Da sich ein Ende der fossilen Brennstoffversorgung seit einiger Zeit immer deutlich abzeichnet, wird zunehmend nach Alternativen zu den bisher verwendeten Energieträgern (Erdöl, Erdgas, Kohle) gesucht.
Nicht nur die Abnahme dieser Brennstoffe stellt ein großes Problem dar, sondern auch die ständig steigenden Preise. Deshalb wird zunehmend auf Alternativen für die Kraftstoffversorgung zurückgegriffen. Für Kraftfahrzeuge gibt es hier zum Beispiel die Alternativen Erdgas (CNG), Flüssigerdgas (LNG) und auch Flüssiggas (LPG), das sogenannte Autogas.
Entscheidet man sich nun für Autogas als Alternative, so muss man zunächst verschiedene Faktoren betrachten. Ein Faktor sind zum Beispiel die Kosten für eine Umrüstung auf Autogas. Ein weiterer Faktor sind die verschiedenen Technologien, die zur Wahl stehen. Hier gibt es zum Beispiel die Venturie-Technik, teilsequenzielle Anlagen, vollsequenzielle Anlagen und Anlagen der LPI-Technik. Und ein dritter Faktor, der nicht umgangen werden kann, ist, dass eine Umrüstung auf Autogas nur bei Fahrzeugen mit einem Benzin-Ottomotor vorgenommen werden kann.

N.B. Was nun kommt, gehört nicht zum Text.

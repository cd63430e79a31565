//! Catalog loading from the declarative per-stage sources.

use super::Task;
use crate::core::StageKind;
use crate::errors::CatalogError;
use async_trait::async_trait;
use std::path::{Path, PathBuf};
use tracing::debug;

/// Loads a stage's ordered task list from an external declarative source.
///
/// Implementations must preserve source order and filter out records with
/// `enable == false`; the returned order is exactly what observers display.
#[async_trait]
pub trait CatalogLoader: Send + Sync {
    /// Loads the enabled tasks for one stage, in catalog order.
    async fn load(&self, stage: StageKind) -> Result<Vec<Task>, CatalogError>;
}

/// Reads task records from one JSON file per stage kind under a functions
/// directory.
#[derive(Debug, Clone)]
pub struct JsonCatalogLoader {
    functions_dir: PathBuf,
}

impl JsonCatalogLoader {
    /// Creates a loader rooted at the given functions directory.
    #[must_use]
    pub fn new(functions_dir: impl Into<PathBuf>) -> Self {
        Self {
            functions_dir: functions_dir.into(),
        }
    }

    /// The file backing one stage's catalog.
    #[must_use]
    pub fn catalog_path(&self, stage: StageKind) -> PathBuf {
        self.functions_dir.join(stage.catalog_file())
    }

    /// The root directory the loader reads from.
    #[must_use]
    pub fn functions_dir(&self) -> &Path {
        &self.functions_dir
    }
}

#[async_trait]
impl CatalogLoader for JsonCatalogLoader {
    async fn load(&self, stage: StageKind) -> Result<Vec<Task>, CatalogError> {
        let path = self.catalog_path(stage);
        let bytes = tokio::fs::read(&path).await?;
        let records: Vec<Task> = serde_json::from_slice(&bytes)?;

        let total = records.len();
        let tasks: Vec<Task> = records.into_iter().filter(|t| t.enabled).collect();
        debug!(
            stage = %stage,
            path = %path.display(),
            total,
            enabled = tasks.len(),
            "catalog loaded"
        );
        Ok(tasks)
    }
}

#[cfg(test)]
mod tests {
    use super::*;
    use crate::catalog::TaskKind;
    use pretty_assertions::assert_eq;

    fn write_catalog(dir: &Path, stage: StageKind, body: &str) {
        std::fs::write(dir.join(stage.catalog_file()), body).unwrap();
    }

    #[tokio::test]
    async fn test_load_preserves_order_and_filters_disabled() {
        let dir = tempfile::tempdir().unwrap();
        write_catalog(
            dir.path(),
            StageKind::ProgramInstall,
            r#"[
                {"id": 1, "name": "A", "enable": true, "kind": "shell_command", "template": "echo ok"},
                {"id": 2, "name": "B", "enable": false, "kind": "shell_command", "template": "echo no"},
                {"id": 3, "name": "C", "kind": "package_install", "ids": "pkg1,pkg2"}
            ]"#,
        );

        let loader = JsonCatalogLoader::new(dir.path());
        let tasks = loader.load(StageKind::ProgramInstall).await.unwrap();

        let names: Vec<&str> = tasks.iter().map(|t| t.name.as_str()).collect();
        assert_eq!(names, vec!["A", "C"]);
        assert_eq!(tasks[1].kind(), TaskKind::PackageInstall);
    }

    #[tokio::test]
    async fn test_missing_file_is_unavailable() {
        let dir = tempfile::tempdir().unwrap();
        let loader = JsonCatalogLoader::new(dir.path());

        let err = loader.load(StageKind::GroupPolicy).await.unwrap_err();
        assert!(matches!(err, CatalogError::Unavailable(_)));
    }

    #[tokio::test]
    async fn test_invalid_json_is_malformed() {
        let dir = tempfile::tempdir().unwrap();
        write_catalog(dir.path(), StageKind::WindowsSettings, "{not json");

        let loader = JsonCatalogLoader::new(dir.path());
        let err = loader.load(StageKind::WindowsSettings).await.unwrap_err();
        assert!(matches!(err, CatalogError::Malformed(_)));
    }

    #[test]
    fn test_catalog_path_per_stage() {
        let loader = JsonCatalogLoader::new("Functions");
        assert!(loader
            .catalog_path(StageKind::PythonDependencyInstall)
            .ends_with("PythonDependencies.json"));
    }
}
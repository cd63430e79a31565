//! The stage pipeline controller: an explicit state machine over stage
//! indices, with a single source of truth for "has this stage
//! auto-triggered".

use super::TourPlan;
use crate::catalog::{CatalogLoader, Task};
use crate::context::PlaceholderContext;
use crate::observe::{degraded_list, StatusObserver};
use crate::runner::TaskRunner;
use parking_lot::Mutex;
use std::sync::Arc;
use tokio::time::sleep;
use tracing::{info, warn};
use uuid::Uuid;

/// The controller's coarse execution phase.
#[derive(Debug, Clone, Copy, PartialEq, Eq)]
pub enum PipelineState {
    /// Between stage entries.
    Idle,
    /// Loading a stage's catalog.
    Loading,
    /// A stage's runner is active.
    Running,
    /// The completion callback has fired.
    Done,
}

/// How a stage entry was initiated.
#[derive(Debug, Clone, Copy, PartialEq, Eq)]
pub enum EntryKind {
    /// Guided-tour entry at process start: runs inline on the tour worker
    /// and chains to the next stage.
    Tour,
    /// Manual revisit: refreshes the list, may trigger a runner on a
    /// detached worker, never advances the tour.
    Manual,
}

type CompletionCallback = Box<dyn FnOnce() + Send>;

struct ControllerState {
    phase: PipelineState,
    current: usize,
    triggered: Vec<bool>,
    completed: bool,
    on_complete: Option<CompletionCallback>,
}

/// Sequences stages, triggers each stage's runner at most once per process
/// run, and signals pipeline completion exactly once.
///
/// Individual task failures are recorded but never halt stage progression;
/// there is no failure terminal state.
///
/// Runners mutate shared host state (registry, package manager), so at
/// most one runner is ever active: the tour path and detached manual
/// workers both serialize through `runner_gate`.
pub struct PipelineController {
    plan: TourPlan,
    loader: Arc<dyn CatalogLoader>,
    runner: Arc<TaskRunner>,
    observer: Arc<dyn StatusObserver>,
    placeholders: PlaceholderContext,
    run_id: Uuid,
    state: Arc<Mutex<ControllerState>>,
    runner_gate: Arc<tokio::sync::Mutex<()>>,
}

impl PipelineController {
    /// Creates a controller over the given plan and collaborators.
    #[must_use]
    pub fn new(
        plan: TourPlan,
        loader: Arc<dyn CatalogLoader>,
        runner: Arc<TaskRunner>,
        observer: Arc<dyn StatusObserver>,
        placeholders: PlaceholderContext,
    ) -> Self {
        let stage_count = plan.len();
        Self {
            plan,
            loader,
            runner,
            observer,
            placeholders,
            run_id: Uuid::new_v4(),
            state: Arc::new(Mutex::new(ControllerState {
                phase: PipelineState::Idle,
                current: 0,
                triggered: vec![false; stage_count],
                completed: false,
                on_complete: None,
            })),
            runner_gate: Arc::new(tokio::sync::Mutex::new(())),
        }
    }

    /// Sets the pipeline-completion callback. Fires exactly once, even if
    /// the final stage is revisited.
    #[must_use]
    pub fn with_completion(self, callback: CompletionCallback) -> Self {
        self.state.lock().on_complete = Some(callback);
        self
    }

    /// Runs the guided tour: every stage in plan order, one runner at a
    /// time, chaining to the next index after the settle delay. Call from a
    /// worker task, never from the presentation thread.
    pub async fn run_tour(&self) {
        info!(run_id = %self.run_id, stages = self.plan.len(), "guided tour started");

        for index in 0..self.plan.len() {
            self.enter_stage(index, EntryKind::Tour).await;
            if !self.plan.is_final(index) {
                sleep(self.plan.settle_delay()).await;
            }
        }

        self.fire_completion();
    }

    /// Enters one stage: reloads its catalog (always, even on revisits),
    /// refreshes the displayed list, and fires the runner iff the stage is
    /// auto-install-eligible and has not already triggered this process run.
    pub async fn enter_stage(&self, index: usize, entry: EntryKind) {
        let Some(stage) = self.plan.stage_at(index) else {
            warn!(index, "stage index out of range");
            return;
        };

        {
            let mut st = self.state.lock();
            if st.phase != PipelineState::Done {
                st.phase = PipelineState::Loading;
            }
            st.current = index;
        }

        let tasks = match self.loader.load(stage).await {
            Ok(tasks) => {
                let names: Vec<String> = tasks.iter().map(|t| t.name.clone()).collect();
                self.observer.update_list(&names);
                tasks
            }
            Err(err) => {
                warn!(stage = %stage, error = %err, "catalog unavailable, degrading list");
                self.observer.update_list(&degraded_list(&err));
                Vec::new()
            }
        };

        // The triggered flag is set under the lock before any dispatch, so
        // a rapid double navigation cannot fire the stage twice.
        let fire = {
            let mut st = self.state.lock();
            let fire = self.plan.is_auto_install(stage) && !st.triggered[index];
            if fire {
                st.triggered[index] = true;
                st.phase = PipelineState::Running;
            }
            fire
        };

        if fire {
            match entry {
                EntryKind::Tour => {
                    let _active = self.runner_gate.lock().await;
                    self.runner.run(stage, &tasks, &self.placeholders).await;
                    drop(_active);
                    settle_phase(&self.state);
                }
                EntryKind::Manual => {
                    self.spawn_runner(stage, tasks);
                }
            }
        } else {
            settle_phase(&self.state);
        }
    }

    /// Dispatches a detached runner worker for a manual entry. The worker
    /// queues behind any active runner and restores the phase when done.
    fn spawn_runner(&self, stage: crate::core::StageKind, tasks: Vec<Task>) {
        let runner = Arc::clone(&self.runner);
        let placeholders = self.placeholders.clone();
        let gate = Arc::clone(&self.runner_gate);
        let state = Arc::clone(&self.state);
        tokio::spawn(async move {
            let _active = gate.lock().await;
            runner.run(stage, &tasks, &placeholders).await;
            drop(_active);
            settle_phase(&state);
        });
    }

    fn fire_completion(&self) {
        let callback = {
            let mut st = self.state.lock();
            if st.completed {
                None
            } else {
                st.completed = true;
                st.phase = PipelineState::Done;
                st.on_complete.take()
            }
        };

        if let Some(callback) = callback {
            info!(run_id = %self.run_id, "guided tour complete");
            callback();
        }
    }

    /// The controller's current phase.
    #[must_use]
    pub fn phase(&self) -> PipelineState {
        self.state.lock().phase
    }

    /// The most recently entered stage index.
    #[must_use]
    pub fn current_stage(&self) -> usize {
        self.state.lock().current
    }

    /// Whether a stage index has already auto-triggered this process run.
    #[must_use]
    pub fn has_triggered(&self, index: usize) -> bool {
        self.state.lock().triggered.get(index).copied().unwrap_or(false)
    }

    /// Whether the completion callback has fired.
    #[must_use]
    pub fn is_complete(&self) -> bool {
        self.state.lock().completed
    }

    /// The identifier of this process run.
    #[must_use]
    pub fn run_id(&self) -> Uuid {
        self.run_id
    }
}

fn settle_phase(state: &Mutex<ControllerState>) {
    let mut st = state.lock();
    if st.phase != PipelineState::Done {
        st.phase = PipelineState::Idle;
    }
}

impl std::fmt::Debug for PipelineController {
    fn fmt(&self, f: &mut std::fmt::Formatter<'_>) -> std::fmt::Result {
        f.debug_struct("PipelineController")
            .field("run_id", &self.run_id)
            .field("stages", &self.plan.len())
            .finish()
    }
}
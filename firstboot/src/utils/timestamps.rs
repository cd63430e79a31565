//! UTC timestamp utilities.

use chrono::{DateTime, Utc};

/// A UTC timestamp.
pub type Timestamp = DateTime<Utc>;

/// Returns the current UTC time as an ISO 8601 formatted string:
/// `YYYY-MM-DDTHH:MM:SS.ffffff+00:00`.
#[must_use]
pub fn iso_timestamp() -> String {
    Utc::now().format("%Y-%m-%dT%H:%M:%S%.6f+00:00").to_string()
}

/// Returns the current UTC timestamp.
#[must_use]
pub fn now_utc() -> Timestamp {
    Utc::now()
}
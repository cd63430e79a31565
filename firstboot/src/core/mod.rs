//! Shared vocabulary types: stage kinds, task states, results, and the
//! status messages pushed to observers.

mod result;
mod status;

pub use result::TaskResult;
pub use status::{StageKind, StatusUpdate, TaskState};
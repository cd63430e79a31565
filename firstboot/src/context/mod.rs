//! Placeholder context: the read-only snapshot substituted into command
//! templates before execution.

use crate::errors::TaskError;
use std::collections::HashMap;

/// A mapping from placeholder names to their current values, resolved once
/// per stage run and read-only for its duration.
#[derive(Debug, Clone, Default, PartialEq, Eq)]
pub struct PlaceholderContext {
    values: HashMap<String, String>,
}

impl PlaceholderContext {
    /// Creates an empty context.
    #[must_use]
    pub fn new() -> Self {
        Self::default()
    }

    /// Adds one placeholder value.
    #[must_use]
    pub fn with_value(mut self, name: impl Into<String>, value: impl Into<String>) -> Self {
        self.values.insert(name.into(), value.into());
        self
    }

    /// Looks up a placeholder value.
    #[must_use]
    pub fn get(&self, name: &str) -> Option<&str> {
        self.values.get(name).map(String::as_str)
    }

    /// Returns the number of resolved placeholders.
    #[must_use]
    pub fn len(&self) -> usize {
        self.values.len()
    }

    /// Returns true if no placeholders are resolved.
    #[must_use]
    pub fn is_empty(&self) -> bool {
        self.values.is_empty()
    }

    /// Substitutes `{name}` markers in a template.
    ///
    /// # Errors
    ///
    /// Returns `TaskError::Malformed` for an unclosed marker or a name with
    /// no resolved value; the task carrying the template fails, nothing else.
    pub fn substitute(&self, template: &str) -> Result<String, TaskError> {
        let mut out = String::with_capacity(template.len());
        let mut rest = template;

        while let Some(open) = rest.find('{') {
            out.push_str(&rest[..open]);
            let after = &rest[open + 1..];
            let Some(close) = after.find('}') else {
                return Err(TaskError::malformed(format!(
                    "unclosed placeholder in template '{template}'"
                )));
            };
            let name = &after[..close];
            match self.values.get(name) {
                Some(value) => out.push_str(value),
                None => {
                    return Err(TaskError::malformed(format!(
                        "unresolved placeholder '{{{name}}}'"
                    )))
                }
            }
            rest = &after[close + 1..];
        }

        out.push_str(rest);
        Ok(out)
    }
}

impl FromIterator<(String, String)> for PlaceholderContext {
    fn from_iter<T: IntoIterator<Item = (String, String)>>(iter: T) -> Self {
        Self {
            values: iter.into_iter().collect(),
        }
    }
}

#[cfg(test)]
mod tests {
    use super::*;
    use pretty_assertions::assert_eq;

    #[test]
    fn test_substitute_known_placeholders() {
        let ctx = PlaceholderContext::new()
            .with_value("product_key", "XXXXX-YYYYY")
            .with_value("computer_name", "WS-042");

        let out = ctx
            .substitute("slmgr /ipk {product_key} && rename {computer_name}")
            .unwrap();
        assert_eq!(out, "slmgr /ipk XXXXX-YYYYY && rename WS-042");
    }

    #[test]
    fn test_substitute_without_markers_is_identity() {
        let ctx = PlaceholderContext::new();
        assert_eq!(ctx.substitute("echo ok").unwrap(), "echo ok");
    }

    #[test]
    fn test_unresolved_placeholder_fails() {
        let ctx = PlaceholderContext::new();
        let err = ctx.substitute("echo {missing}").unwrap_err();
        assert!(matches!(err, TaskError::Malformed { .. }));
    }

    #[test]
    fn test_unclosed_marker_fails() {
        let ctx = PlaceholderContext::new().with_value("a", "1");
        assert!(ctx.substitute("echo {a").is_err());
    }
}
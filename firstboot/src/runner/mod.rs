//! Task runner: sequential execution of one stage's ordered task list.
//!
//! Tasks execute strictly in catalog order, one at a time; shared host
//! resources (registry, package manager) are not safely concurrent. The
//! runner is expected to run on a dedicated worker task, never on the
//! presentation thread; its only suspension points are the external
//! command invocations.

use crate::catalog::Task;
use crate::context::PlaceholderContext;
use crate::core::{StageKind, StatusUpdate, TaskResult, TaskState};
use crate::errors::TaskError;
use crate::exec::CommandExecutor;
use crate::observe::StatusObserver;
use crate::report::ReportSink;
use std::sync::Arc;
use std::time::Instant;
use tracing::{error, info, warn};

/// Executes an ordered task list for one stage, emitting status transitions
/// and recording each outcome.
pub struct TaskRunner {
    executor: Arc<CommandExecutor>,
    observer: Arc<dyn StatusObserver>,
    sink: Arc<dyn ReportSink>,
    host: String,
}

impl TaskRunner {
    /// Creates a runner bound to its collaborators and the host identifier
    /// used in outcome records.
    #[must_use]
    pub fn new(
        executor: Arc<CommandExecutor>,
        observer: Arc<dyn StatusObserver>,
        sink: Arc<dyn ReportSink>,
        host: impl Into<String>,
    ) -> Self {
        Self {
            executor,
            observer,
            sink,
            host: host.into(),
        }
    }

    /// Runs every task of one stage, in order.
    ///
    /// Each task's failure is contained at its own boundary; the loop always
    /// reaches the last task. Policy-flavored stages finish with one policy
    /// refresh whose failure flips no task status.
    pub async fn run(&self, stage: StageKind, tasks: &[Task], placeholders: &PlaceholderContext) {
        info!(stage = %stage, tasks = tasks.len(), "stage run started");

        for (index, task) in tasks.iter().enumerate() {
            self.observer
                .set_status(StatusUpdate::new(&task.name, index, TaskState::Pending));

            let started = Instant::now();
            let outcome = self.execute_one(task, placeholders).await;
            let duration_ms = started.elapsed().as_secs_f64() * 1000.0;

            let state = match &outcome {
                Ok(()) => {
                    info!(stage = %stage, task = %task.name, index, duration_ms, "task succeeded");
                    TaskState::Success
                }
                Err(err) => {
                    error!(stage = %stage, task = %task.name, index, duration_ms, error = %err, "task failed");
                    TaskState::Failure
                }
            };

            // Status goes out first; the sink write must not delay it.
            self.observer
                .set_status(StatusUpdate::new(&task.name, index, state));

            let result = TaskResult::new(&task.name, stage, state);
            if let Err(err) = self.sink.record(&self.host, &result).await {
                warn!(stage = %stage, task = %task.name, error = %err, "report sink write failed");
            }
        }

        if stage.is_policy_flavored() {
            match self.executor.refresh_policy().await {
                Ok(()) => info!(stage = %stage, "policy refresh completed"),
                Err(err) => warn!(stage = %stage, error = %err, "policy refresh failed"),
            }
        }

        info!(stage = %stage, "stage run finished");
    }

    async fn execute_one(
        &self,
        task: &Task,
        placeholders: &PlaceholderContext,
    ) -> Result<(), TaskError> {
        // The loader filters disabled tasks; a directly constructed list may
        // still carry one.
        if !task.enabled {
            return Err(TaskError::malformed("task is disabled"));
        }
        self.executor.execute(task, placeholders).await
    }
}

impl std::fmt::Debug for TaskRunner {
    fn fmt(&self, f: &mut std::fmt::Formatter<'_>) -> std::fmt::Result {
        f.debug_struct("TaskRunner").field("host", &self.host).finish()
    }
}
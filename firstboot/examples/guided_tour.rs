//! Composition root for a full guided-tour run.
//!
//! Reads `Storage/config.json`, wires the loader, executor, observer, and
//! sink, and drives the standard tour. The presentation side here is a
//! channel drain that prints status messages.

use anyhow::Result;
use firstboot::observability::init_tracing;
use firstboot::prelude::*;
use std::sync::Arc;

#[tokio::main]
async fn main() -> Result<()> {
    init_tracing();

    let config = ProvisionConfig::load("Storage/config.json").unwrap_or_default();

    let invoker = Arc::new(SystemInvoker::new());
    let executor =
        Arc::new(CommandExecutor::new(invoker).with_package_success(config.success_codes()));

    let (channel_observer, mut rx) = ChannelObserver::new();
    let observer: Arc<dyn StatusObserver> = Arc::new(channel_observer);
    let sink: Arc<dyn ReportSink> = Arc::new(LoggingReportSink);

    let runner = Arc::new(TaskRunner::new(
        executor,
        Arc::clone(&observer),
        sink,
        config.host_identifier(),
    ));
    let loader = Arc::new(JsonCatalogLoader::new(config.functions_dir.clone()));

    let controller = Arc::new(
        PipelineController::new(
            TourPlan::standard(),
            loader,
            runner,
            observer,
            config.placeholder_context(),
        )
        .with_completion(Box::new(|| {
            tracing::info!("provisioning complete");
        })),
    );

    // Presentation side: drain status messages off the worker context.
    let presenter = tokio::spawn(async move {
        while let Some(message) = rx.recv().await {
            match message {
                ObserverMessage::ListReplaced(names) => {
                    println!("-- task list --");
                    for name in names {
                        println!("   {name}");
                    }
                }
                ObserverMessage::StatusChanged(update) => {
                    println!("[{}] {} -> {}", update.index, update.task_name, update.state);
                }
            }
        }
    });

    controller.run_tour().await;
    drop(controller);
    presenter.await?;

    Ok(())
}
//! Success-code classification for package-manager invocations.

use std::collections::HashSet;

/// Winget exit codes that indicate a benign, already-satisfied state
/// (already installed, already absent, update not applicable). These
/// classify as success alongside zero.
pub const WINGET_KNOWN_SUCCESS: [i32; 4] =
    [-1_978_335_148, -1_978_335_189, -1_978_334_963, -1_978_334_962];

/// A classification table of exit codes that count as success beyond zero.
///
/// Checked before raising a command failure; externally configurable per
/// package-manager integration.
#[derive(Debug, Clone, PartialEq, Eq)]
pub struct SuccessCodes {
    codes: HashSet<i32>,
}

impl Default for SuccessCodes {
    fn default() -> Self {
        Self::winget()
    }
}

impl SuccessCodes {
    /// Builds a table from explicit non-zero success codes.
    #[must_use]
    pub fn new(codes: impl IntoIterator<Item = i32>) -> Self {
        Self {
            codes: codes.into_iter().collect(),
        }
    }

    /// The winget classification table.
    #[must_use]
    pub fn winget() -> Self {
        Self::new(WINGET_KNOWN_SUCCESS)
    }

    /// A table where only exit code zero is success.
    #[must_use]
    pub fn zero_only() -> Self {
        Self::new([])
    }

    /// Adds one more known-success code.
    #[must_use]
    pub fn with_code(mut self, code: i32) -> Self {
        self.codes.insert(code);
        self
    }

    /// Classifies an exit code.
    #[must_use]
    pub fn is_success(&self, exit_code: i32) -> bool {
        exit_code == 0 || self.codes.contains(&exit_code)
    }
}

#[cfg(test)]
mod tests {
    use super::*;

    #[test]
    fn test_zero_is_always_success() {
        assert!(SuccessCodes::zero_only().is_success(0));
        assert!(SuccessCodes::winget().is_success(0));
    }

    #[test]
    fn test_winget_already_satisfied_codes() {
        let codes = SuccessCodes::winget();
        // 0x8A150054 / 0x8A15002B / 0x8A15010D / 0x8A15010E as i32.
        assert!(codes.is_success(-1_978_335_148));
        assert!(codes.is_success(-1_978_335_189));
        assert!(codes.is_success(-1_978_334_963));
        assert!(codes.is_success(-1_978_334_962));
        assert!(!codes.is_success(1));
    }

    #[test]
    fn test_custom_code() {
        let codes = SuccessCodes::zero_only().with_code(3010);
        assert!(codes.is_success(3010));
        assert!(!codes.is_success(1641));
    }
}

Des Weiteren ist zu beachten, dass ein Umbau auf Autogas mit einem Verlust von Kofferraumvolumen einhergeht, da zur Autogasnutzung ein zusätzlicher Tank im Fahrzeug verbaut werden muss. Dieser Tank kann wahlweise in der Reserveradmulde oder auch im Kofferraum platziert werden. Je nachdem wo der Tank eingebaut wird, ist dann das Füllvolumen unterschiedlich groß. Bei einigen Fahrzeugtypen ist zum Schutz der für den Benzinbetrieb konzipierten Ventile zusätzlich die Zugabe von Aditiven erforderlich.
Hat man nun alle Faktoren genau bedacht, kann man sich von den Händlern in der Umgebung, die eine Umrüstung anbieten, einen Kostenvoranschlag machen lassen. Um vorher schon einen Eindruck der Kosten zu bekommen, empfiehlt es sich im Internet nachzusehen.